If you haven't served your child Brassica , now is the time to learn to cook and love the healthiest plant foods around.
Brassicas, which include broccoli, bok choy, cauliflower, collard greens, and their many botanical cousins, are anti inflammatory, low in calories, and chock-full of vitamins, minerals, fiber and sulfur-containing phytonutrients that help prevent cancer. So what's stopping us from eating these nutritional powerhouses daily? Proper preparation. Begin by dispelling the notion that brassicas must endure death by boiling - possibly the worst way to prepare them.
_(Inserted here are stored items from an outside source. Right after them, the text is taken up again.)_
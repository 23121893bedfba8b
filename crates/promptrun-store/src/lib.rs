//! Prompt definitions, execution history sinks, and the YAML prompt library.

pub mod library;
pub mod prompt;
pub mod sink;

pub use library::PromptLibrary;
pub use prompt::{InMemoryPromptStore, PromptDefinition, PromptStats, PromptStore};
pub use sink::{
    ExecutionLogSink, FanoutLogSink, JsonlLogSink, MemoryLogSink, TracingLogSink,
    replay_execution_stats,
};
Instead, try cooking methods such as the recipe below for new interesting flavorful additions to your dinner meal easy to prepare in just minutes.
Romanesco Summer Salad.
per serving: 147 cal. 10 g fat 4 g protein, 120 carbs, 4 g fiber 633 Sodium.
1 cup water
1 medium head Romanesco or regular cauliflower, cored and cut into bite size florets (about 5 cups)
2 teaspoons Dijon mustard
Grated zest of 1 lemon and 2 tablespoons fresh lemon juice
3 tablespoons olive oil
1 red bell pepper, chopped
1/2 cup thinly sliced red onion
1/3 cup chopped fresh dill.
3 tablespoon rinsed and drained capers, coarsely chopped
1 teaspoon vinegar (I use balsamic)
Cook Romanesco in the water for 2 or 3 minutes until crisp tender. Using a slotted spoon, transfer, Romanesco to a rimmed baking sheet or clean kitchen towel, spreading it in a single layer, to cool.
In a small bowl, whisk together mustard, lemon zest, lemon juice. Slowly add oil, whisking constantly to emulsify.
Put Romanesco in a serving bowl, Add bell pepper, onion, dill, capers, vinegar, toss gently to combine. Cover and refrigerate until ready to serve. It will keep for several hours.